Mergers within the healthcare industry have been scrutinized for limiting competition, but one home health CEO says consolidation can reduce costs, improve care and help grow popular services. 

Keith Myers, CEO of LHC Group, said his company's recent merger with Almost Family, finalized on April 1, created the second largest in-home healthcare provider in the country, behind Kindred Healthcare. The deal expands LHC's geographic presence to 36 states and 781 locations, including joint venture partnerships with 336 different hospitals.

Hospitals are increasingly focused on tapping into home health services to reduce readmission rates and streamline post-acute care to avoid financial penalties under the federal government's Readmissions Reduction Program, Myers said. A bigger footprint will help LHC advance those partnerships and lower costs.

"If our patients go to the emergency room for something that does not require a stay, our nurses can accompany those patients home and prevent a costly admission," he told FierceHealthcare. "We can now leverage this even better because of this merger."

Some of the most vulnerable providers may benefit from acquisitions and mergers. Some argue that in order to survive, free-standing rural hospitals will need to be acquired, although Myers did not say his company's merger would lead to more coverage in rural areas. 

Home health services continue to grow in popularity as an alternative to nursing care where patients can receive services in their home, which typically costs less.

RELATED: Hospital merger mania continues throughout the country

Myers said that payers are taking notice of the lower costs of home health as well. 

"Payers are putting their emphases on overall cost to lower cost, so it’s clear that home health is going to grow at a much faster rate because of the value that its generating," he said. "We are reducing hospitalizations, moving patients to lowest possible care setting and reducing skilled nursing utilization."

The impact of healthcare mergers has become a divisive issue, and not everyone agrees consolidation will pay off for patients. Last month during a House subcommittee hearing, several healthcare economists warned lawmakers that broad consolidation across the healthcare industry could ultimately drive up costs. Some regulators are taking action. Last week, California Attorney General Xavier Becerra filed a lawsuit against Sutter Health for anticompetitive practices that inflated costs for patients. 

The healthcare industry continues to shift and consolidate, and providers are no exception. According to a report by Kaufman Hall, there were a total of 115 hospital mergers in 2017, with 11 of them involving sellers with net revenues of $1 billion or more. 2017's totals were also up 13% over 2016. 

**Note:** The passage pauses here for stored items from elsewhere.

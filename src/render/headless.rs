use crate::{
    error::{TerrainError, TerrainResult},
    render::{BufferUsage, GpuBackend, PolygonMode},
};

#[derive(Clone, Copy, Debug, PartialEq, Eq)]
pub struct HeadlessBuffer {
    pub id: usize,
    pub usage: BufferUsage,
    pub size: u64,
}

/// A recorded indexed draw call.
#[derive(Clone, Copy, Debug, PartialEq, Eq)]
pub struct DrawCall {
    pub vertex_buffer: usize,
    pub index_buffer: usize,
    pub index_count: u32,
    pub mode: PolygonMode,
}

/// A [`GpuBackend`] that keeps its buffers in main memory and records draw calls.
///
/// Used to run the terrain without a window, in tests and in the fly-over demo.
#[derive(Default)]
pub struct HeadlessBackend {
    buffers: Vec<Vec<u8>>,
    draws: Vec<DrawCall>,
    failing_allocations: usize,
    memory_limit: Option<u64>,
    allocated: u64,
}

impl HeadlessBackend {
    pub fn new() -> Self {
        Self::default()
    }

    /// Lets the next `count` buffer allocations fail.
    pub fn fail_next_allocations(&mut self, count: usize) {
        self.failing_allocations = count;
    }

    /// Lets allocations fail once `limit` bytes are in use.
    pub fn set_memory_limit(&mut self, limit: Option<u64>) {
        self.memory_limit = limit;
    }

    pub fn allocated_bytes(&self) -> u64 {
        self.allocated
    }

    pub fn buffer_data(&self, buffer: &HeadlessBuffer) -> &[u8] {
        &self.buffers[buffer.id]
    }

    pub fn buffer_count(&self) -> usize {
        self.buffers.len()
    }

    /// Returns and clears the draw calls recorded since the last call.
    pub fn take_draws(&mut self) -> Vec<DrawCall> {
        std::mem::take(&mut self.draws)
    }
}

impl GpuBackend for HeadlessBackend {
    type Buffer = HeadlessBuffer;

    fn create_buffer(
        &mut self,
        label: &'static str,
        usage: BufferUsage,
        size: u64,
    ) -> TerrainResult<Self::Buffer> {
        if self.failing_allocations > 0 {
            self.failing_allocations -= 1;
            return Err(TerrainError::GpuAllocation(format!(
                "{label}: refused {size} bytes"
            )));
        }
        if self
            .memory_limit
            .is_some_and(|limit| self.allocated + size > limit)
        {
            return Err(TerrainError::GpuAllocation(format!(
                "{label}: out of memory for {size} bytes"
            )));
        }

        self.allocated += size;
        self.buffers.push(vec![0; size as usize]);

        Ok(HeadlessBuffer {
            id: self.buffers.len() - 1,
            usage,
            size,
        })
    }

    fn write_buffer(&mut self, buffer: &Self::Buffer, offset: u64, data: &[u8]) {
        let offset = offset as usize;
        self.buffers[buffer.id][offset..offset + data.len()].copy_from_slice(data);
    }

    fn draw_indexed(
        &mut self,
        vertices: &Self::Buffer,
        indices: &Self::Buffer,
        index_count: u32,
        mode: PolygonMode,
    ) {
        debug_assert!(index_count as u64 * 4 <= indices.size);

        self.draws.push(DrawCall {
            vertex_buffer: vertices.id,
            index_buffer: indices.id,
            index_count,
            mode,
        });
    }
}
use crate::error::{TerrainError, TerrainResult};
use anyhow::Result;
use bevy::math::{DVec2, UVec2};
use serde::Deserialize;
use std::{fs, path::Path, path::PathBuf, time::Duration};

/// The number of cells per axis each tile is partitioned into when it gets refined.
pub const PARTITION: u32 = 3;

fn default_refine_interval_ms() -> u64 {
    40
}

fn default_skip_border_normals() -> bool {
    true
}

/// Configures a [`TerrainRenderer`](crate::renderer::TerrainRenderer).
///
/// The configuration is fixed for the lifetime of the renderer.
/// It can be written by hand or loaded from a `.ron` file.
#[derive(Clone, Debug, Deserialize)]
pub struct TerrainConfig {
    /// The number of low resolution vertices in x direction.
    pub grid_width: u32,
    /// The number of low resolution vertices in y direction.
    pub grid_height: u32,
    /// The extent of the terrain in world units along x.
    pub world_width: f64,
    /// The extent of the terrain in world units along y.
    pub world_height: f64,
    /// Multiplier applied to the normalized heights of the height source.
    pub height_scale: f64,
    pub texture_scale_x: f64,
    pub texture_scale_y: f64,
    /// The maximum refinement depth below the root tile.
    /// A depth of zero disables refinement entirely.
    pub depth: u32,
    /// The height image the terrain is sampled from.
    #[serde(default)]
    pub height_source: PathBuf,
    /// The pause between two refinement passes of the background thread.
    #[serde(default = "default_refine_interval_ms")]
    pub refine_interval_ms: u64,
    /// Use one-sided differences for the two outermost vertex rows when computing normals.
    #[serde(default = "default_skip_border_normals")]
    pub skip_border_normals: bool,
}

impl TerrainConfig {
    pub fn new(grid_size: UVec2, world_size: DVec2, height_scale: f64, depth: u32) -> Self {
        Self {
            grid_width: grid_size.x,
            grid_height: grid_size.y,
            world_width: world_size.x,
            world_height: world_size.y,
            height_scale,
            texture_scale_x: 1.0,
            texture_scale_y: 1.0,
            depth,
            height_source: PathBuf::new(),
            refine_interval_ms: default_refine_interval_ms(),
            skip_border_normals: default_skip_border_normals(),
        }
    }

    pub fn with_height_source(mut self, path: impl Into<PathBuf>) -> Self {
        self.height_source = path.into();
        self
    }

    pub fn with_texture_scale(mut self, scale: DVec2) -> Self {
        self.texture_scale_x = scale.x;
        self.texture_scale_y = scale.y;
        self
    }

    pub fn from_ron_str(source: &str) -> Result<Self> {
        Ok(ron::from_str(source)?)
    }

    pub fn load_file<P: AsRef<Path>>(path: P) -> Result<Self> {
        let source = fs::read_to_string(path)?;
        Self::from_ron_str(&source)
    }

    /// Checks that the tile partition lines up with the low resolution grid.
    pub fn validate(&self) -> TerrainResult<()> {
        let cells = self.cell_count();

        if cells.x == 0 || cells.y == 0 {
            return Err(TerrainError::InvalidConfig(format!(
                "the grid needs at least two vertices per axis, got {}x{}",
                self.grid_width, self.grid_height
            )));
        }
        if cells.x % PARTITION != 0 || cells.y % PARTITION != 0 {
            return Err(TerrainError::InvalidConfig(format!(
                "the cell counts {}x{} must be multiples of {PARTITION}",
                cells.x, cells.y
            )));
        }
        if !(self.world_width > 0.0 && self.world_height > 0.0) {
            return Err(TerrainError::InvalidConfig(format!(
                "the world size {}x{} must be positive",
                self.world_width, self.world_height
            )));
        }
        if !self.height_scale.is_finite() {
            return Err(TerrainError::InvalidConfig(
                "the height scale must be finite".into(),
            ));
        }
        if self.depth > 8 {
            return Err(TerrainError::InvalidConfig(format!(
                "a depth of {} would reserve {} sub tiles",
                self.depth,
                Self::sub_tile_count(self.depth)
            )));
        }

        Ok(())
    }

    #[inline]
    pub fn grid_size(&self) -> UVec2 {
        UVec2::new(self.grid_width, self.grid_height)
    }

    /// The number of low resolution cells per axis.
    #[inline]
    pub fn cell_count(&self) -> UVec2 {
        self.grid_size().saturating_sub(UVec2::ONE)
    }

    #[inline]
    pub fn world_size(&self) -> DVec2 {
        DVec2::new(self.world_width, self.world_height)
    }

    #[inline]
    pub fn texture_scale(&self) -> DVec2 {
        DVec2::new(self.texture_scale_x, self.texture_scale_y)
    }

    #[inline]
    pub fn refine_interval(&self) -> Duration {
        Duration::from_millis(self.refine_interval_ms)
    }

    /// Every tile shares the resolution of the root tile.
    #[inline]
    pub fn vertices_per_tile(&self) -> usize {
        (self.grid_width * self.grid_height) as usize
    }

    #[inline]
    pub fn indices_per_tile(&self) -> usize {
        let cells = self.cell_count();
        (cells.x * cells.y * 6) as usize
    }

    /// The upper bound of simultaneously active sub tiles.
    #[inline]
    pub fn max_sub_tile_count(&self) -> usize {
        Self::sub_tile_count(self.depth)
    }

    /// Sums `4^level` for every level in `1..=depth`.
    fn sub_tile_count(depth: u32) -> usize {
        (1..=depth).map(|level| 4usize.pow(level)).sum()
    }
}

There is also some interest in the post-acute care industry. In December, Humana announced its plans to purchase Kindred Healthcare along with two private equity firms. 

RELATED: Kaufman Hall: Number of hospital mergers jumped 13% in 2017; M&A momentum shows no signs of slowing down

The rush to merge has expanded to other sectors of the industry as retail giant CVS is in the final stretch of purchasing insurer Aetna, and rumors whirl that big-box store Walmart is interested in acquiring Humana.  

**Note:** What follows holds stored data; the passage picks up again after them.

//! This module contains everything the terrain needs to get its geometry onto the GPU.
//!
//! The terrain does not talk to a graphics API directly. Instead the renderer driver
//! injects a [`GpuBackend`], which creates buffers, receives uploads and issues indexed
//! draw calls. Geometry is exchanged as plain [`TerrainVertex`] and `u32` index slices.
//!
//! The geometry of the tiles is produced by the [`TileGeometryBuilder`](geometry::TileGeometryBuilder)
//! on the background thread and handed over to the render thread through a
//! [`SnapshotMailbox`](mailbox::SnapshotMailbox).

use crate::error::TerrainResult;
use bytemuck::{Pod, Zeroable};
use std::mem::size_of;

pub mod geometry;
pub mod headless;
pub mod mailbox;

/// The vertex layout shared by all tiles.
#[repr(C)]
#[derive(Clone, Copy, Debug, Default, PartialEq, Pod, Zeroable)]
pub struct TerrainVertex {
    pub position: [f32; 3],
    pub normal: [f32; 3],
    pub tangent: [f32; 4],
    pub tex_coord: [f32; 2],
}

#[derive(Clone, Copy, Debug, PartialEq, Eq, Hash)]
pub enum BufferUsage {
    Vertex,
    Index,
}

#[derive(Clone, Copy, Debug, PartialEq, Eq, Hash)]
pub enum PolygonMode {
    Fill,
    Line,
}

bitflags::bitflags! {
    /// Selects how the low resolution root and the high resolution sub tiles are drawn.
    #[derive(Clone, Copy, Debug, PartialEq, Eq, Hash)]
    pub struct DrawMode: u32 {
        const SOLID          = 1 << 0;
        const WIREFRAME      = 1 << 1;
        const HIGH_SOLID     = 1 << 2;
        const HIGH_WIREFRAME = 1 << 3;
    }
}

impl Default for DrawMode {
    fn default() -> Self {
        DrawMode::SOLID | DrawMode::HIGH_SOLID
    }
}

impl DrawMode {
    /// The polygon modes to draw one resolution level with.
    pub(crate) fn polygon_modes(self, high_resolution: bool) -> impl Iterator<Item = PolygonMode> {
        let (solid, wireframe) = if high_resolution {
            (DrawMode::HIGH_SOLID, DrawMode::HIGH_WIREFRAME)
        } else {
            (DrawMode::SOLID, DrawMode::WIREFRAME)
        };

        [
            self.contains(solid).then_some(PolygonMode::Fill),
            self.contains(wireframe).then_some(PolygonMode::Line),
        ]
        .into_iter()
        .flatten()
    }
}

/// The GPU buffer abstraction the terrain renders through.
///
/// All methods are only ever called from the render thread.
pub trait GpuBackend {
    type Buffer;

    /// Creates a buffer of `size` bytes.
    /// Failing allocations are retried by the renderer on the next frame.
    fn create_buffer(
        &mut self,
        label: &'static str,
        usage: BufferUsage,
        size: u64,
    ) -> TerrainResult<Self::Buffer>;

    /// Copies `data` into the buffer starting at the byte `offset`.
    fn write_buffer(&mut self, buffer: &Self::Buffer, offset: u64, data: &[u8]);

    fn draw_indexed(
        &mut self,
        vertices: &Self::Buffer,
        indices: &Self::Buffer,
        index_count: u32,
        mode: PolygonMode,
    );
}

/// A vertex and an index buffer living on the GPU.
pub(crate) struct GpuMesh<T> {
    pub(crate) vertices: T,
    pub(crate) indices: T,
}

impl<T> GpuMesh<T> {
    pub(crate) fn create<B: GpuBackend<Buffer = T>>(
        backend: &mut B,
        label: &'static str,
        vertex_count: usize,
        index_count: usize,
    ) -> TerrainResult<Self> {
        let vertex_size = (vertex_count * size_of::<TerrainVertex>()) as u64;
        let index_size = (index_count * size_of::<u32>()) as u64;

        Ok(Self {
            vertices: backend.create_buffer(label, BufferUsage::Vertex, vertex_size)?,
            indices: backend.create_buffer(label, BufferUsage::Index, index_size)?,
        })
    }

    pub(crate) fn draw<B: GpuBackend<Buffer = T>>(
        &self,
        backend: &mut B,
        index_count: usize,
        modes: impl Iterator<Item = PolygonMode>,
    ) {
        for mode in modes {
            backend.draw_indexed(&self.vertices, &self.indices, index_count as u32, mode);
        }
    }
}

#[cfg(test)]
mod tests {
    use super::*;
    use itertools::Itertools;

    #[test]
    fn vertex_layout() {
        assert_eq!(size_of::<TerrainVertex>(), 12 * 4);
    }

    #[test]
    fn polygon_modes() {
        let mode = DrawMode::SOLID | DrawMode::WIREFRAME | DrawMode::HIGH_WIREFRAME;

        assert_eq!(
            mode.polygon_modes(false).collect_vec(),
            vec![PolygonMode::Fill, PolygonMode::Line]
        );
        assert_eq!(
            mode.polygon_modes(true).collect_vec(),
            vec![PolygonMode::Line]
        );
        assert_eq!(DrawMode::empty().polygon_modes(true).count(), 0);
    }
}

Hospital groups have stood behind mergers as a way to generate significant cost savings and quality improvement and extend the scope of services available to patients.  

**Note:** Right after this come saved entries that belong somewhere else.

use crate::{
    config::TerrainConfig,
    error::{TerrainError, TerrainResult},
    refiner::{BackgroundRefiner, HeightEdit, SharedTerrain, TerrainDiagnostic},
    render::{
        geometry::TileGeometryBuilder, mailbox::GeometrySnapshot, DrawMode, GpuBackend, GpuMesh,
        TerrainVertex,
    },
    terrain_data::{
        height_source::HeightSource,
        tile::Tile,
        tile_tree::{RefineOutcome, TerrainStats, TileTree},
    },
};
use async_channel::{Receiver, Sender};
use bevy::{
    log::{error, info, warn},
    math::{DVec2, UVec2},
};
use bytemuck::cast_slice;
use std::sync::Arc;

/// The number of undelivered diagnostics kept before new ones are dropped.
const DIAGNOSTIC_CAPACITY: usize = 64;

/// Renders a multi resolution height field terrain through a [`GpuBackend`].
///
/// The low resolution root tile is owned by the render thread and drawn every frame.
/// The high resolution sub tiles are maintained by a [`BackgroundRefiner`] thread, which is
/// started once the high resolution buffers could be allocated. Their geometry is picked up
/// by [`render`](Self::render) whenever the refiner published a new snapshot.
pub struct TerrainRenderer<B: GpuBackend> {
    config: TerrainConfig,
    backend: B,
    builder: TileGeometryBuilder,
    shared: Arc<SharedTerrain>,
    refiner: Option<BackgroundRefiner>,
    /// The render thread's copy of the root tile, which receives the height edits.
    root: Tile,
    root_vertices: Vec<TerrainVertex>,
    root_dirty: bool,
    height_range: (f64, f64),
    published: Box<GeometrySnapshot>,
    root_mesh: Option<GpuMesh<B::Buffer>>,
    high_mesh: Option<GpuMesh<B::Buffer>>,
    draw_mode: DrawMode,
    edits: Sender<HeightEdit>,
    diagnostics: Receiver<TerrainDiagnostic>,
}

impl<B: GpuBackend> TerrainRenderer<B> {
    /// Creates the terrain from the height image referenced by the config.
    pub fn new(config: TerrainConfig, backend: B) -> TerrainResult<Self> {
        let source = HeightSource::load(&config).inspect_err(|error| {
            error!("Failed to create the terrain: {error}");
        })?;

        Self::with_height_source(config, source, backend)
    }

    pub fn with_height_source(
        config: TerrainConfig,
        source: HeightSource,
        backend: B,
    ) -> TerrainResult<Self> {
        let tree = TileTree::new(&config, source).inspect_err(|error| {
            error!("Failed to create the terrain: {error}");
        })?;

        let root = tree.root().clone();
        let mut published = Box::<GeometrySnapshot>::default();
        tree.write_snapshot(&mut published);

        let (edits, edit_receiver) = async_channel::unbounded();
        let (diagnostic_sender, diagnostics) = async_channel::bounded(DIAGNOSTIC_CAPACITY);

        info!(
            "Created a terrain with {}x{} vertices, a depth of {} and room for {} sub tiles.",
            config.grid_width,
            config.grid_height,
            config.depth,
            config.max_sub_tile_count()
        );

        Ok(Self {
            builder: TileGeometryBuilder::new(&config),
            shared: Arc::new(SharedTerrain::new(tree, edit_receiver, diagnostic_sender)),
            refiner: None,
            root_vertices: vec![TerrainVertex::default(); config.vertices_per_tile()],
            root_dirty: true,
            height_range: height_range(&root),
            root,
            published,
            root_mesh: None,
            high_mesh: None,
            draw_mode: DrawMode::default(),
            edits,
            diagnostics,
            config,
            backend,
        })
    }

    /// Uploads pending geometry and draws the terrain.
    ///
    /// Never waits for the refiner. Errors only abort the current frame.
    pub fn render(&mut self) {
        if let Err(error) = self.try_render() {
            warn!("Skipped a terrain frame: {error}");
        }
    }

    fn try_render(&mut self) -> TerrainResult<()> {
        if self.root_mesh.is_none() {
            let mesh = GpuMesh::create(
                &mut self.backend,
                "terrain_root",
                self.config.vertices_per_tile(),
                self.config.indices_per_tile(),
            )
            .inspect_err(|error| self.report_allocation_failure(error))?;

            info!("Allocated the low resolution terrain buffers.");

            self.backend
                .write_buffer(&mesh.indices, 0, cast_slice(&self.published.root_indices));
            self.root_mesh = Some(mesh);
            self.root_dirty = true;
        }

        if self.root_dirty {
            self.update_root_vertices();
        }

        if self.config.depth > 0 && self.refiner.is_none() {
            self.start_refinement()?;
        }

        if self.shared.mailbox().try_take(&mut self.published) {
            self.upload_published();
        }

        if let Some(mesh) = &self.root_mesh {
            mesh.draw(
                &mut self.backend,
                self.published.root_indices.len(),
                self.draw_mode.polygon_modes(false),
            );
        }

        if self.published.tile_count > 0 {
            if let Some(mesh) = &self.high_mesh {
                mesh.draw(
                    &mut self.backend,
                    self.published.indices.len(),
                    self.draw_mode.polygon_modes(true),
                );
            }
        }

        Ok(())
    }

    fn report_allocation_failure(&self, error: &TerrainError) {
        self.shared.report(TerrainDiagnostic::GpuAllocationFailed {
            message: error.to_string(),
        });
    }

    fn update_root_vertices(&mut self) {
        let Some(mesh) = &self.root_mesh else {
            return;
        };

        self.builder.fill_vertices(&mut self.root_vertices, &self.root);
        self.backend
            .write_buffer(&mesh.vertices, 0, cast_slice(&self.root_vertices));
        self.root_dirty = false;
    }

    /// Allocates the high resolution buffers and starts the refiner thread.
    /// A failed allocation is retried on the next frame.
    fn start_refinement(&mut self) -> TerrainResult<()> {
        if self.high_mesh.is_none() {
            let capacity = self.config.max_sub_tile_count();

            match GpuMesh::create(
                &mut self.backend,
                "terrain_high_resolution",
                capacity * self.config.vertices_per_tile(),
                capacity * self.config.indices_per_tile(),
            ) {
                Ok(mesh) => {
                    info!("Allocated the high resolution terrain buffers for {capacity} sub tiles.");
                    self.high_mesh = Some(mesh);
                    self.upload_published();
                }
                Err(error) => {
                    warn!("Refinement stays disabled until the next frame: {error}");
                    self.report_allocation_failure(&error);
                    return Ok(());
                }
            }
        }

        self.refiner = Some(BackgroundRefiner::spawn(
            self.shared.clone(),
            self.config.refine_interval(),
        )?);

        Ok(())
    }

    fn upload_published(&mut self) {
        let snapshot = &self.published;

        if let Some(mesh) = &self.root_mesh {
            self.backend
                .write_buffer(&mesh.indices, 0, cast_slice(&snapshot.root_indices));
        }

        if let Some(mesh) = &self.high_mesh {
            self.backend
                .write_buffer(&mesh.vertices, 0, cast_slice(&snapshot.vertices));
            self.backend
                .write_buffer(&mesh.indices, 0, cast_slice(&snapshot.indices));
        }
    }

    /// Moves the point of interest the terrain is refined around.
    pub fn set_camera_position(&self, x: f64, y: f64) {
        self.shared.set_camera(DVec2::new(x, y));
    }

    pub fn camera_position(&self) -> DVec2 {
        self.shared.camera()
    }

    /// Overwrites the height of a low resolution grid vertex.
    ///
    /// The root geometry is rebuilt on the next frame. Sub tiles created afterwards follow
    /// the new height along their borders.
    pub fn set_height(&mut self, x: u32, y: u32, height: f64) -> TerrainResult<()> {
        let grid = self.config.grid_size();
        let in_range = x < grid.x && y < grid.y;

        debug_assert!(
            in_range,
            "grid coordinate ({x}, {y}) is outside of the {}x{} grid",
            grid.x, grid.y
        );

        if !in_range {
            return Err(TerrainError::GridOutOfRange {
                x,
                y,
                width: grid.x,
                height: grid.y,
            });
        }

        self.root.heights[[y as usize, x as usize]] = height;
        self.root_dirty = true;
        self.height_range = (
            self.height_range.0.min(height),
            self.height_range.1.max(height),
        );

        // the receiver lives as long as the renderer
        let _ = self.edits.try_send(HeightEdit { x, y, height });

        Ok(())
    }

    /// The height of the low resolution terrain at the world position.
    pub fn height_at(&self, x: f64, y: f64) -> f64 {
        self.root.get_height(x, y)
    }

    /// The lowest and the highest height of the low resolution grid.
    pub fn height_range(&self) -> (f64, f64) {
        self.height_range
    }

    pub fn draw_mode(&self) -> DrawMode {
        self.draw_mode
    }

    pub fn set_draw_mode(&mut self, draw_mode: DrawMode) {
        self.draw_mode = draw_mode;
    }

    /// Toggles the filled drawing of both resolution levels.
    pub fn set_draw_solid(&mut self, enabled: bool) {
        self.draw_mode
            .set(DrawMode::SOLID | DrawMode::HIGH_SOLID, enabled);
    }

    /// Toggles the wireframe drawing of both resolution levels.
    pub fn set_draw_wireframe(&mut self, enabled: bool) {
        self.draw_mode
            .set(DrawMode::WIREFRAME | DrawMode::HIGH_WIREFRAME, enabled);
    }

    /// Runs a refinement pass on the calling thread.
    /// Blocks while the refiner thread is in the middle of a pass.
    pub fn refine_now(&self) -> Option<RefineOutcome> {
        self.shared.refine_once()
    }

    /// Grants access to the tile tree. Blocks while the refiner thread is in the middle of a pass.
    pub fn with_tile_tree<T>(&self, f: impl FnOnce(&TileTree) -> T) -> T {
        f(&*self.shared.lock_tree())
    }

    /// The number of sub tiles of the geometry that is currently drawn.
    pub fn drawn_tile_count(&self) -> usize {
        self.published.tile_count
    }

    /// The refinement counters of the geometry that is currently drawn.
    pub fn stats(&self) -> TerrainStats {
        self.published.stats
    }

    /// A receiver of the diagnostics reported by the renderer and the refiner.
    pub fn diagnostics(&self) -> Receiver<TerrainDiagnostic> {
        self.diagnostics.clone()
    }

    /// The number of vertices of the low resolution grid.
    pub fn low_res_vertex_count(&self) -> UVec2 {
        self.config.grid_size()
    }

    /// The number of cells of the low resolution grid.
    pub fn low_res_cell_count(&self) -> UVec2 {
        self.config.cell_count()
    }

    pub fn config(&self) -> &TerrainConfig {
        &self.config
    }

    pub fn backend(&self) -> &B {
        &self.backend
    }

    pub fn backend_mut(&mut self) -> &mut B {
        &mut self.backend
    }

    /// Whether the low resolution buffers have been allocated.
    pub fn is_initialized(&self) -> bool {
        self.root_mesh.is_some()
    }

    /// Whether the refiner thread is running.
    pub fn is_refining(&self) -> bool {
        self.refiner
            .as_ref()
            .is_some_and(BackgroundRefiner::is_running)
    }
}

impl<B: GpuBackend> Drop for TerrainRenderer<B> {
    fn drop(&mut self) {
        if let Some(mut refiner) = self.refiner.take() {
            refiner.stop();
        }
    }
}

fn height_range(tile: &Tile) -> (f64, f64) {
    tile.heights()
        .iter()
        .fold((f64::INFINITY, f64::NEG_INFINITY), |(min, max), &height| {
            (min.min(height), max.max(height))
        })
}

"For health care to flourish in today’s environment the type of efficiencies that mergers create are often the only means to obtain meaningful cost and quality benefits," the American Hospital Association said in a blog last year. "Tighter working relationships, much more readily accomplished by full integration through a merger, are the essential building blocks that enable hospitals to cut supply and other costs, gain access to capital and build a lasting culture of teamwork that leads to more efficient delivery of higher quality care."

The group added that on average, acquired hospitals have been able to cut annual operating costs by about 2.5%, or $5.8 million, crediting a study by Charles River Associates.